Right Limits Calculation:
- For bar 6 (index 6): No bars to the right, so right limit is 7.
- For bar 1 (index 5): No bars shorter to the right, so right limit is 7.
- For bar 5 (index 4): Bar 1 is the nearest shorter bar to the right, so right limit is 5.
- For bar 4 (index 3): Bar 1 is the nearest shorter bar to the right, so right limit is 5.
- For bar 5 (index 2): Bar 4 is the nearest shorter bar to the right, so right limit is 3.
- For bar 2 (index 1): Bar 1 is the nearest shorter bar to the right, so right limit is 5.
- For bar 6 (index 0): Bar 2 is the nearest shorter bar to the right, so right limit is 1.
Area Calculation:
- For bar 6 (index 0): Width is 1, Area is 6*1=6.
- For bar 2 (index 1): Width is 5, Area is 2*5=10.
- For bar 5 (index 2): Width is 1, Area is 5*1=5.
- For bar 4 (index 3): Width is 3, Area is 4*3=12.
- For bar 5 (index 4): Width is 1, Area is 5*1=5.
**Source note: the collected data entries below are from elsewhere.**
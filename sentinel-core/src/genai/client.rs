//! HTTP client for the streaming generative AI backend.

use std::time::Duration;

use reqwest::header::{HeaderMap, HeaderValue, CONTENT_TYPE};
use tokio::sync::mpsc::Sender;
use tokio_stream::StreamExt;

use crate::config::GenAiConfig;
use crate::error::{Error, Result};
use crate::runner::FragmentResult;
use crate::types::InvestigationKind;

use super::prompt::{build_prompt, build_system_instruction};
use super::sse::SseDecoder;

/// One investigation request to send to the model.
#[derive(Debug, Clone)]
pub struct InvestigationRequest {
    pub kind: InvestigationKind,
    /// URL, file name, or premium scan target
    pub subject: String,
    /// Ask the model for beginner-friendly, jargon-free wording
    pub simple_language: bool,
    /// Inline file content for file investigations
    pub attachment: Option<InlineData>,
}

/// Base64-encoded inline content attached to a request.
#[derive(Debug, Clone)]
pub struct InlineData {
    /// e.g. "application/pdf"
    pub mime_type: String,
    /// Raw base64, without a data-URL prefix
    pub data: String,
}

/// HTTP client for a Gemini-style `streamGenerateContent` endpoint.
pub struct GenAiClient {
    config: GenAiConfig,
    http_client: reqwest::Client,
    base_url: String,
    api_key: String,
}

impl GenAiClient {
    /// Create a new client from configuration.
    ///
    /// Returns an error if the configuration is invalid or no API key can be
    /// resolved.
    pub fn new(config: GenAiConfig) -> Result<Self> {
        config.validate()?;

        let api_key = config
            .resolve_api_key()
            .ok_or_else(|| Error::Config("no API key resolved".to_string()))?;
        let base_url = config.endpoint.trim_end_matches('/').to_string();

        let mut headers = HeaderMap::new();
        headers.insert(CONTENT_TYPE, HeaderValue::from_static("application/json"));

        let http_client = reqwest::Client::builder()
            .timeout(Duration::from_secs(config.timeout_secs))
            .default_headers(headers)
            .build()
            .map_err(|e| Error::Config(format!("failed to create HTTP client: {}", e)))?;

        Ok(Self {
            config,
            http_client,
            base_url,
            api_key,
        })
    }

    /// Run one investigation stream, forwarding text fragments over `tx`.
    ///
    /// Terminates in one of three ways:
    /// - the response stream ends: `tx` is dropped (natural completion);
    /// - the request or stream fails: a single `Err` item is sent;
    /// - the receiver is dropped (session teardown): the stream is abandoned
    ///   silently and the next send becomes a no-op.
    pub async fn stream_investigation(&self, request: InvestigationRequest, tx: Sender<FragmentResult>) {
        if let Err(err) = self.try_stream(&request, &tx).await {
            tracing::warn!(%err, subject = %request.subject, "investigation stream failed");
            let _ = tx.send(Err(err)).await;
        }
    }

    async fn try_stream(
        &self,
        request: &InvestigationRequest,
        tx: &Sender<FragmentResult>,
    ) -> Result<()> {
        let url = format!(
            "{}/v1beta/models/{}:streamGenerateContent?alt=sse",
            self.base_url, self.config.model
        );
        let body = build_request_body(request);

        let response = self
            .http_client
            .post(&url)
            .header("x-goog-api-key", &self.api_key)
            .json(&body)
            .send()
            .await
            .map_err(|e| Error::Producer(format!("HTTP request failed: {}", e)))?;

        let status = response.status();
        if !status.is_success() {
            let error_text = response
                .text()
                .await
                .unwrap_or_else(|_| "unknown".to_string());
            return Err(Error::Producer(format!(
                "API error ({}): {}",
                status, error_text
            )));
        }

        let mut stream = response.bytes_stream();
        let mut decoder = SseDecoder::new();

        while let Some(chunk) = stream.next().await {
            let chunk = chunk.map_err(|e| Error::Producer(format!("stream error: {}", e)))?;
            for data in decoder.feed(&chunk) {
                let Some(text) = extract_text(&data) else {
                    continue;
                };
                if tx.send(Ok(text)).await.is_err() {
                    // Receiver gone: the session was torn down
                    tracing::debug!("fragment receiver dropped, abandoning stream");
                    return Ok(());
                }
            }
        }

        Ok(())
    }
}

/// Build the generateContent request body.
fn build_request_body(request: &InvestigationRequest) -> serde_json::Value {
    let mut parts = vec![serde_json::json!({ "text": build_prompt(request) })];
    if let Some(attachment) = &request.attachment {
        parts.push(serde_json::json!({
            "inlineData": {
                "mimeType": attachment.mime_type,
                "data": attachment.data,
            }
        }));
    }

    serde_json::json!({
        "systemInstruction": {
            "parts": [{ "text": build_system_instruction(request.kind, request.simple_language) }]
        },
        "contents": [{ "role": "user", "parts": parts }]
    })
}

/// Pull the concatenated text parts out of one SSE data payload.
///
/// Payloads without text (e.g. safety metadata, usage chunks) yield `None`.
fn extract_text(data: &str) -> Option<String> {
    let value: serde_json::Value = match serde_json::from_str(data) {
        Ok(v) => v,
        Err(err) => {
            tracing::warn!(%err, "unparseable SSE payload, skipping");
            return None;
        }
    };

    let parts = value
        .get("candidates")?
        .get(0)?
        .get("content")?
        .get("parts")?
        .as_array()?;

    let mut text = String::new();
    for part in parts {
        if let Some(t) = part.get("text").and_then(|t| t.as_str()) {
            text.push_str(t);
        }
    }
    if text.is_empty() {
        None
    } else {
        Some(text)
    }
}

#[cfg(test)]
mod tests {
    use super::*;

    #[test]
    fn test_client_requires_api_key() {
        if std::env::var("GEMINI_API_KEY").is_err() {
            let config = GenAiConfig::default();
            assert!(GenAiClient::new(config).is_err());
        }
    }

    #[test]
    fn test_extract_text_from_candidate() {
        let data = r#"{"candidates":[{"content":{"parts":[{"text":"hello "},{"text":"world"}]}}]}"#;
        assert_eq!(extract_text(data).as_deref(), Some("hello world"));
    }

    #[test]
    fn test_extract_text_skips_textless_payloads() {
        assert!(extract_text(r#"{"usageMetadata":{"totalTokenCount":10}}"#).is_none());
        assert!(extract_text("not json").is_none());
    }

    #[test]
    fn test_request_body_shape() {
        let request = InvestigationRequest {
            kind: InvestigationKind::File,
            subject: "invoice.pdf".to_string(),
            simple_language: false,
            attachment: Some(InlineData {
                mime_type: "application/pdf".to_string(),
                data: "AAAA".to_string(),
            }),
        };
        let body = build_request_body(&request);
        assert!(body["systemInstruction"]["parts"][0]["text"]
            .as_str()
            .unwrap()
            .contains("Sentinel"));
        assert_eq!(
            body["contents"][0]["parts"][1]["inlineData"]["mimeType"],
            "application/pdf"
        );
    }
}
//! Drives one investigation: producer fragments in, session state out.
//!
//! The runner is the only place the parser and the session meet. It drains a
//! fragment channel strictly in delivery order with exactly one `consume` in
//! flight, so the parser's ordering guarantees hold by construction.
//!
//! Teardown is cooperative: dropping the receiver closes the channel, a
//! producer task's next send fails, and it stops on its own. Fragments sent
//! after teardown therefore never reach a session. The runner enforces no
//! timeout of its own; a stalled producer leaves the session `Running` and
//! timeout policy belongs to the caller.

use tokio::sync::mpsc::Receiver;

use crate::error::Result;
use crate::protocol::{StreamEvent, StreamParser};
use crate::session::InvestigationSession;

/// One item of the producer's fragment sequence.
///
/// `Ok` carries a chunk of stream text (possibly empty); `Err` is a terminal
/// producer failure. Natural completion is the channel closing.
pub type FragmentResult = Result<String>;

/// Drain `fragments` into `session` until the stream terminates.
///
/// `on_event` observes each decoded event before it is applied, which lets a
/// UI render progress live without ever touching parser-owned state.
///
/// On return the session is terminal unless the channel closed abnormally:
/// - valid report → `Complete`
/// - producer `Err` item, malformed report, or stream end without a report
///   → `Error` with the step history retained.
pub async fn run_session<F>(
    mut fragments: Receiver<FragmentResult>,
    session: &mut InvestigationSession,
    mut on_event: F,
) where
    F: FnMut(&StreamEvent),
{
    let mut parser = StreamParser::new(session.kind.into());

    while let Some(item) = fragments.recv().await {
        let fragment = match item {
            Ok(fragment) => fragment,
            Err(err) => {
                session.fail(err.to_string());
                return;
            }
        };

        let mut pending = Vec::new();
        let outcome = parser.consume(&fragment, &mut |ev| pending.push(ev));
        for event in pending {
            on_event(&event);
            session.apply(event);
        }
        if let Err(err) = outcome {
            session.fail(err.to_string());
            return;
        }
        if parser.is_complete() {
            // Report seen; stop reading. Dropping the receiver tells the
            // producer to wind down.
            return;
        }
    }

    // Channel closed without a report.
    if session.is_running() {
        if let Err(err) = parser.finish() {
            session.fail(err.to_string());
        }
    }
}
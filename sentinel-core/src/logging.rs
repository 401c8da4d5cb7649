//! Logging infrastructure for sentinel
//!
//! Logs are written to `~/.local/state/sentinel/sentinel.log` following XDG standards.

use crate::config::{Config, LoggingConfig};
use std::path::PathBuf;
use tracing_appender::rolling::{RollingFileAppender, Rotation};
use tracing_subscriber::{
    fmt::{self, format::FmtSpan},
    layer::SubscriberExt,
    util::SubscriberInitExt,
    EnvFilter,
};

/// Initialize the logging system
///
/// Sets up tracing with:
/// - File output to XDG state directory
/// - Log rotation
/// - Configurable log level via config or RUST_LOG env var
pub fn init(config: &LoggingConfig) -> crate::error::Result<LoggingGuard> {
    let log_dir = Config::state_dir();

    // Create log directory if it doesn't exist
    std::fs::create_dir_all(&log_dir)?;

    // Create file appender with daily rotation
    let file_appender = RollingFileAppender::new(Rotation::DAILY, &log_dir, "sentinel.log");

    // Non-blocking writer for better performance
    let (non_blocking, guard) = tracing_appender::non_blocking(file_appender);

    // Build the filter from config or env var
    let filter =
        EnvFilter::try_from_default_env().unwrap_or_else(|_| EnvFilter::new(&config.level));

    // File layer - structured logging with timestamps
    let file_layer = fmt::layer()
        .with_writer(non_blocking)
        .with_ansi(false)
        .with_target(true)
        .with_file(true)
        .with_line_number(true);

    // Initialize the subscriber
    tracing_subscriber::registry()
        .with(filter)
        .with(file_layer)
        .init();

    tracing::info!(
        log_dir = %log_dir.display(),
        level = %config.level,
        "Logging initialized"
    );

    Ok(LoggingGuard { _guard: guard })
}

/// Initialize logging for tests (logs to stdout)
pub fn init_test() {
    let _ = tracing_subscriber::fmt()
        .with_env_filter(EnvFilter::from_default_env())
        .with_test_writer()
        .with_span_events(FmtSpan::CLOSE)
        .try_init();
}

/// Guard that keeps the logging system alive
///
/// When dropped, flushes any pending log writes.
pub struct LoggingGuard {
    _guard: tracing_appender::non_blocking::WorkerGuard,
}

/// Returns the log file path
pub fn log_file_path() -> PathBuf {
    Config::log_path()
}

#[cfg(test)]
mod tests {
    use super::*;

    #[test]
    fn test_log_file_path() {
        let path = log_file_path();
        assert!(path.ends_with("sentinel.log"));
    }
}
- For bar 1 (index 5): Width is 7, Area is 1*7=7.
- For bar 6 (index 6): Width is 1, Area is 6*1=6.
The largest Area found is 12.
Complexity analysis:
Time Complexity
Overall Time Complexity: O(n)
The computation of left limits is O(n) since each bar is pushed and popped from the stack exactly once.
Right Bounds Computation: O(n) due to identical rationale.
Area Calculation: Operates in linear time complexity O(n) since it requires traversing the bars only once.
Space Complexity
Overall Space Complexity: O(n)
Auxiliary Arrays: The time complexity for creating the left and right arrays is O(n).
Stack: In the worst-case scenario, the time complexity is O(n) where the stack has the capacity to store all bar indices.
Therefore, the Dynamic Programming method has a time complexity of O(n) and a spatial complexity of O(n).